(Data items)
□ □ □ □ □ □ □

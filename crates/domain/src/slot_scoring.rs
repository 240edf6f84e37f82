use crate::{
    booking_slots::ResourceBookingSlot,
    date::{format_date, to_local, MINUTE_MILLIS},
    tenant::OffpeakWindow,
};
use chrono::Timelike;
use chrono_tz::Tz;
use std::collections::HashMap;

const PACKING_WEIGHT: f64 = 0.5;
const OFFPEAK_WEIGHT: f64 = 0.2;
const PROXIMITY_WEIGHT: f64 = 0.3;
/// Gap assumed for a slot that has no other slot on the same day
const LONELY_GAP_MINUTES: f64 = 180.0;
const PROXIMITY_HORIZON_MINUTES: f64 = 120.0;

#[derive(Debug, Clone)]
pub struct SlotScoringOptions {
    pub preferred_ts: i64,
    pub timezone: Tz,
    pub grid_minutes: i64,
    pub offpeak: OffpeakWindow,
}

#[derive(Debug, Clone, PartialEq)]
pub struct ScoredSlot {
    pub slot: ResourceBookingSlot,
    pub score: f64,
    pub reason: String,
}

fn clamp(value: f64, min: f64, max: f64) -> f64 {
    value.max(min).min(max)
}

pub fn is_aligned_to_grid(ts: i64, tz: &Tz, grid_minutes: i64) -> bool {
    if grid_minutes <= 1 {
        return true;
    }
    match to_local(ts, tz) {
        Some(local) => local.second() == 0 && local.minute() as i64 % grid_minutes == 0,
        None => false,
    }
}

fn local_date_key(ts: i64, tz: &Tz) -> String {
    to_local(ts, tz)
        .map(|local| format_date(&local))
        .unwrap_or_default()
}

/// Scores every slot in input order. Packing compares a slot with the other
/// slots on the same local date.
pub fn score_slots(slots: &[ResourceBookingSlot], options: &SlotScoringOptions) -> Vec<ScoredSlot> {
    let tz = &options.timezone;
    let grid = options.grid_minutes.max(1) as f64;

    let mut starts_by_date: HashMap<String, Vec<i64>> = HashMap::new();
    for slot in slots {
        starts_by_date
            .entry(local_date_key(slot.start, tz))
            .or_default()
            .push(slot.start);
    }

    slots
        .iter()
        .map(|slot| {
            let gap_minutes = starts_by_date
                .get(&local_date_key(slot.start, tz))
                .into_iter()
                .flatten()
                .filter(|other| **other != slot.start)
                .map(|other| (other - slot.start).abs() as f64 / MINUTE_MILLIS as f64)
                .fold(LONELY_GAP_MINUTES, f64::min);
            let packing = clamp((2.0 * grid - gap_minutes) / (2.0 * grid), 0.0, PACKING_WEIGHT);

            let hour = to_local(slot.start, tz).map(|l| l.hour()).unwrap_or(0);
            let offpeak = if hour < options.offpeak.morning_end_hour
                || hour >= options.offpeak.evening_start_hour
            {
                OFFPEAK_WEIGHT
            } else {
                0.0
            };

            let distance_minutes =
                (slot.start - options.preferred_ts).abs() as f64 / MINUTE_MILLIS as f64;
            let proximity =
                clamp(1.0 - distance_minutes / PROXIMITY_HORIZON_MINUTES, 0.0, 1.0) * PROXIMITY_WEIGHT;

            let mut reasons = Vec::new();
            if offpeak > 0.0 {
                reasons.push("offpeak");
            }
            if packing > 0.1 {
                reasons.push("packed");
            }
            if proximity > 0.1 {
                reasons.push("near");
            }
            let reason = if reasons.is_empty() {
                "ok".to_string()
            } else {
                reasons.join("+")
            };

            ScoredSlot {
                slot: slot.clone(),
                score: clamp(packing + offpeak + proximity, 0.0, 1.0),
                reason,
            }
        })
        .collect()
}

/// Drops slots off the grid, scores the rest and returns the best `limit`
/// of them. Ties go to the slot closest to the preferred time.
pub fn rank_slots(
    slots: &[ResourceBookingSlot],
    options: &SlotScoringOptions,
    limit: usize,
) -> Vec<ScoredSlot> {
    let aligned = slots
        .iter()
        .filter(|s| is_aligned_to_grid(s.start, &options.timezone, options.grid_minutes))
        .cloned()
        .collect::<Vec<_>>();

    let mut scored = score_slots(&aligned, options);
    scored.sort_by(|a, b| {
        b.score.total_cmp(&a.score).then_with(|| {
            let distance_a = (a.slot.start - options.preferred_ts).abs();
            let distance_b = (b.slot.start - options.preferred_ts).abs();
            distance_a.cmp(&distance_b)
        })
    });
    scored.truncate(limit.max(1));
    scored
}

#[cfg(test)]
mod test {
    use super::*;
    use crate::shared::entity::ID;
    use chrono::prelude::*;

    fn at(h: u32, m: u32) -> i64 {
        chrono_tz::UTC
            .with_ymd_and_hms(2024, 5, 10, h, m, 0)
            .unwrap()
            .timestamp_millis()
    }

    fn slot(start: i64) -> ResourceBookingSlot {
        ResourceBookingSlot {
            start,
            end: start + 60 * MINUTE_MILLIS,
            resource_id: ID::default(),
        }
    }

    fn options(preferred_ts: i64) -> SlotScoringOptions {
        SlotScoringOptions {
            preferred_ts,
            timezone: chrono_tz::UTC,
            grid_minutes: 30,
            offpeak: Default::default(),
        }
    }

    #[test]
    fn it_checks_grid_alignment() {
        let tz = chrono_tz::UTC;
        assert!(is_aligned_to_grid(at(10, 30), &tz, 15));
        assert!(is_aligned_to_grid(at(10, 45), &tz, 15));
        assert!(!is_aligned_to_grid(at(10, 40), &tz, 15));
        assert!(is_aligned_to_grid(at(10, 40), &tz, 1));
        assert!(is_aligned_to_grid(at(10, 40), &tz, 0));
    }

    #[test]
    fn lonely_midday_slot_far_from_preference_is_ok() {
        let scored = score_slots(&[slot(at(14, 0))], &options(at(9, 0)));
        assert_eq!(scored[0].score, 0.0);
        assert_eq!(scored[0].reason, "ok");
    }

    #[test]
    fn it_combines_reasons() {
        let slots = vec![slot(at(9, 0)), slot(at(9, 30))];
        let scored = score_slots(&slots, &options(at(9, 0)));

        // Offpeak, 30 minutes to a neighbour with grid 30, exactly on the preferred time
        assert_eq!(scored[0].reason, "offpeak+packed+near");
        assert!((scored[0].score - 1.0).abs() < 1e-9);

        // proximity = (1 - 30/120) * 0.3 = 0.225
        assert_eq!(scored[1].reason, "offpeak+packed+near");
        assert!((scored[1].score - 0.925).abs() < 1e-9);
    }

    #[test]
    fn it_only_counts_slots_on_the_same_local_day_as_neighbours() {
        let next_day = at(12, 0) + 24 * 60 * MINUTE_MILLIS;
        let scored = score_slots(&[slot(at(12, 0)), slot(next_day)], &options(at(0, 0)));
        assert!(scored.iter().all(|s| s.reason == "ok"));
    }

    #[test]
    fn scores_stay_within_bounds() {
        let slots = (0..48).map(|i| slot(at(0, 0) + i * 30 * MINUTE_MILLIS)).collect::<Vec<_>>();
        for scored in score_slots(&slots, &options(at(12, 0))) {
            assert!(scored.score >= 0.0 && scored.score <= 1.0);
        }
    }

    #[test]
    fn it_ranks_and_breaks_ties_by_distance() {
        let preferred = at(13, 0);
        let slots = vec![
            slot(at(12, 10)), // off grid
            slot(at(16, 0)),
            slot(at(10, 0)),
            slot(at(13, 0)),
        ];
        let ranked = rank_slots(&slots, &options(preferred), 10);
        let starts = ranked.iter().map(|s| s.slot.start).collect::<Vec<_>>();
        // 13:00 is preferred, 10:00 is offpeak, 16:00 has nothing
        assert_eq!(starts, vec![at(13, 0), at(10, 0), at(16, 0)]);

        let ranked = rank_slots(&slots, &options(preferred), 0);
        assert_eq!(ranked.len(), 1);
    }

    #[test]
    fn equal_scores_are_ordered_by_distance() {
        // Both are lonely, midday and far away from the preferred time
        let slots = vec![slot(at(16, 0)), slot(at(13, 0))];
        let ranked = rank_slots(&slots, &options(at(9, 0)), 10);
        assert_eq!(ranked[0].slot.start, at(13, 0));
        assert_eq!(ranked[0].score, ranked[1].score);
    }
}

□ □ □ □ □ □ □

From the records above, print only the lines between the one holding "let mut starts_by_date: HashMap<String, Vec<i64>>" and the one holding "hour >= options.offpeak.evening_start_hour", inclusive, exactly as they stand.

    let mut starts_by_date: HashMap<String, Vec<i64>> = HashMap::new();
    for slot in slots {
        starts_by_date
            .entry(local_date_key(slot.start, tz))
            .or_default()
            .push(slot.start);
    }

    slots
        .iter()
        .map(|slot| {
            let gap_minutes = starts_by_date
                .get(&local_date_key(slot.start, tz))
                .into_iter()
                .flatten()
                .filter(|other| **other != slot.start)
                .map(|other| (other - slot.start).abs() as f64 / MINUTE_MILLIS as f64)
                .fold(LONELY_GAP_MINUTES, f64::min);
            let packing = clamp((2.0 * grid - gap_minutes) / (2.0 * grid), 0.0, PACKING_WEIGHT);

            let hour = to_local(slot.start, tz).map(|l| l.hour()).unwrap_or(0);
            let offpeak = if hour < options.offpeak.morning_end_hour
                || hour >= options.offpeak.evening_start_hour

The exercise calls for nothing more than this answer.